Collaborative Partnerships  

Collaboration featured strongly in virtually every discussion we attended. Important for regeneration of our cities and development of innovation centres but also accelerating development through knowledge sharing. 

Triple Helix Partnerships  

Strategies that work across universities, government and the commercial sector – triple helix partnerships – help solve challenges that can’t be solved individually. The harnessing of resources from these organisations enhances knowledge and accelerates change. 

Future Generations 

This extends to preparing future generations for roles that will need to be filled within the building industries. New legislation, the increased use of tech, data and AI will all have an impact on job requirements.  

Also, for cities to thrive they need to retain the high-quality graduates that their universities are producing. Providing affordable housing, supportive infrastructure, quality jobs and an attractive environment are essential. 

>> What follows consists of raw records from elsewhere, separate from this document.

//! Project repository contracts and SQLite implementation.
//!
//! # Responsibility
//! - Provide CRUD APIs over the `projects` table.
//! - Answer "is this name already used by this owner?" for validation.
//!
//! # Invariants
//! - Names are written in trimmed form so the `(owner_uuid, name)` unique
//!   index and the validation lookup compare the same value.
//! - A unique index violation surfaces as `DuplicateName` on `name`.
//! - A missing owner surfaces as `UserNotFound`.
//! - Deleting a project with notes is refused with `ProjectHasNotes`.

use crate::db::DbError;
use crate::model::project::{Project, ProjectId};
use crate::model::user::UserId;
use crate::model::validation::{ValidationErrorKind, ValidationErrors};
use crate::repo::error::{RepoError, RepoResult};
use crate::repo::schema::{ensure_table_ready, parse_uuid};
use rusqlite::{params, Connection, Row};

const PROJECT_SELECT_SQL: &str = "SELECT
    uuid,
    owner_uuid,
    name,
    description,
    due_on
FROM projects";

/// Lookup capability used by scoped name validation.
///
/// Implementations answer whether a project other than `exclude` already uses
/// `name` under `owner_id`. `name` is passed in normalized (trimmed) form.
pub trait ProjectNameLookup {
    fn name_taken(
        &self,
        owner_id: UserId,
        name: &str,
        exclude: Option<ProjectId>,
    ) -> RepoResult<bool>;
}

/// Repository interface for project CRUD operations.
pub trait ProjectRepository: ProjectNameLookup {
    /// Inserts a project and returns its stable id.
    fn create_project(&self, project: &Project) -> RepoResult<ProjectId>;
    /// Replaces name, description and due date of an existing project.
    fn update_project(&self, project: &Project) -> RepoResult<()>;
    /// Gets one project by id.
    fn get_project(&self, id: ProjectId) -> RepoResult<Option<Project>>;
    /// Lists projects of one owner ordered by `name ASC, uuid ASC`.
    fn list_projects_for_owner(&self, owner_id: UserId) -> RepoResult<Vec<Project>>;
    /// Hard-deletes one project.
    fn delete_project(&self, id: ProjectId) -> RepoResult<()>;
}

/// SQLite-backed project repository.
pub struct SqliteProjectRepository<'conn> {
    conn: &'conn Connection,
}

impl<'conn> SqliteProjectRepository<'conn> {
    /// Constructs a repository from a migrated connection.
    pub fn try_new(conn: &'conn Connection) -> RepoResult<Self> {
        ensure_table_ready(
            conn,
            "projects",
            &[
                "uuid",
                "owner_uuid",
                "name",
                "description",
                "due_on",
                "created_at",
                "updated_at",
            ],
        )?;
        Ok(Self { conn })
    }
}

impl ProjectNameLookup for SqliteProjectRepository<'_> {
    fn name_taken(
        &self,
        owner_id: UserId,
        name: &str,
        exclude: Option<ProjectId>,
    ) -> RepoResult<bool> {
        let exists: i64 = self.conn.query_row(
            "SELECT EXISTS(
                SELECT 1
                FROM projects
                WHERE owner_uuid = ?1
                  AND name = ?2
                  AND (?3 IS NULL OR uuid <> ?3)
            );",
            params![
                owner_id.to_string(),
                name,
                exclude.map(|id| id.to_string())
            ],
            |row| row.get(0),
        )?;
        Ok(exists == 1)
    }
}

impl ProjectRepository for SqliteProjectRepository<'_> {
    fn create_project(&self, project: &Project) -> RepoResult<ProjectId> {
        project.validate_presence()?;

        self.conn
            .execute(
                "INSERT INTO projects (
                    uuid,
                    owner_uuid,
                    name,
                    description,
                    due_on
                ) VALUES (?1, ?2, ?3, ?4, ?5);",
                params![
                    project.id.to_string(),
                    project.owner_id.to_string(),
                    project.normalized_name(),
                    project.description.as_deref(),
                    project.due_on,
                ],
            )
            .map_err(|err| map_write_error(err, project))?;

        Ok(project.id)
    }

    fn update_project(&self, project: &Project) -> RepoResult<()> {
        project.validate_presence()?;

        let changed = self
            .conn
            .execute(
                "UPDATE projects
                 SET
                    name = ?1,
                    description = ?2,
                    due_on = ?3,
                    updated_at = (strftime('%s', 'now') * 1000)
                 WHERE uuid = ?4;",
                params![
                    project.normalized_name(),
                    project.description.as_deref(),
                    project.due_on,
                    project.id.to_string(),
                ],
            )
            .map_err(|err| map_write_error(err, project))?;

        if changed == 0 {
            return Err(RepoError::ProjectNotFound(project.id));
        }

        Ok(())
    }

    fn get_project(&self, id: ProjectId) -> RepoResult<Option<Project>> {
        let mut stmt = self
            .conn
            .prepare(&format!("{PROJECT_SELECT_SQL} WHERE uuid = ?1;"))?;
        let mut rows = stmt.query([id.to_string()])?;
        if let Some(row) = rows.next()? {
            return Ok(Some(parse_project_row(row)?));
        }
        Ok(None)
    }

    fn list_projects_for_owner(&self, owner_id: UserId) -> RepoResult<Vec<Project>> {
        let mut stmt = self.conn.prepare(&format!(
            "{PROJECT_SELECT_SQL}
             WHERE owner_uuid = ?1
             ORDER BY name ASC, uuid ASC;"
        ))?;
        let mut rows = stmt.query([owner_id.to_string()])?;
        let mut projects = Vec::new();
        while let Some(row) = rows.next()? {
            projects.push(parse_project_row(row)?);
        }
        Ok(projects)
    }

    fn delete_project(&self, id: ProjectId) -> RepoResult<()> {
        let has_notes: i64 = self.conn.query_row(
            "SELECT EXISTS(SELECT 1 FROM notes WHERE project_uuid = ?1);",
            [id.to_string()],
            |row| row.get(0),
        )?;
        if has_notes == 1 {
            return Err(RepoError::ProjectHasNotes(id));
        }

        // The notes foreign key still guards against a note inserted between
        // the check and the delete.
        let changed = self
            .conn
            .execute("DELETE FROM projects WHERE uuid = ?1;", [id.to_string()])
            .map_err(|err| {
                let err = DbError::from(err);
                if err.is_foreign_key_violation() {
                    RepoError::ProjectHasNotes(id)
                } else {
                    RepoError::Db(err)
                }
            })?;

        if changed == 0 {
            return Err(RepoError::ProjectNotFound(id));
        }

        Ok(())
    }
}

/// Translates constraint violations on project writes into domain errors.
fn map_write_error(err: rusqlite::Error, project: &Project) -> RepoError {
    let err = DbError::from(err);
    if err.is_unique_violation() {
        RepoError::Validation(ValidationErrors::single(
            "name",
            ValidationErrorKind::DuplicateName,
        ))
    } else if err.is_foreign_key_violation() {
        RepoError::UserNotFound(project.owner_id)
    } else {
        RepoError::Db(err)
    }
}

fn parse_project_row(row: &Row<'_>) -> RepoResult<Project> {
    let uuid_text: String = row.get("uuid")?;
    let owner_text: String = row.get("owner_uuid")?;

    let project = Project {
        id: parse_uuid(&uuid_text, "projects.uuid")?,
        owner_id: parse_uuid(&owner_text, "projects.owner_uuid")?,
        name: row.get("name")?,
        description: row.get("description")?,
        due_on: row.get("due_on")?,
    };
    project
        .validate_presence()
        .map_err(|_| RepoError::InvalidData(format!("blank name in project `{uuid_text}`")))?;
    Ok(project)
}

Seminar at UKReiif with stage in the background and seated audience in foreground


AI in the Built Environment 


Interest has increased in using AI as the ‘cool’ new thing. But the quality of information is limited by human input which is inconsistent and reflects user bias.  

The building industry would benefit from sharing data, particularly around carbon emissions, regeneration of cities and well-being in the workplace.   

Lack of interest in collaborating currently holds us back. Harnessing data from the huge amount of information available would benefit everyone in the sector. An open-source format for sharing data could be an option. However, without a willingness to voluntarily share information, could this be mandated? 


There’s enormous potential to benefit from AI tracking interactions and behaviours in our places and spaces. With improved information, client briefs can be based on huge data sets rather than ‘trends.’ Understanding well-being, movement, use of space, carbon emissions and more, buildings can be designed and used more efficiently. 

And inefficiencies can also be removed from the job of architects and designers. Monotonous and labour-intensive work can be reduced with the introduction of AI assistance. It’s not about replacing the jobs of architects and designers, which require creative skills, but enhancing them and removing laborious tasks. 

Panel members on stage at UKReiif with audience seated in front


Renewal and Regeneration of our cities 

With key cities and regions all represented, a big topic for UKReiif was how we regenerate and renew our cities. 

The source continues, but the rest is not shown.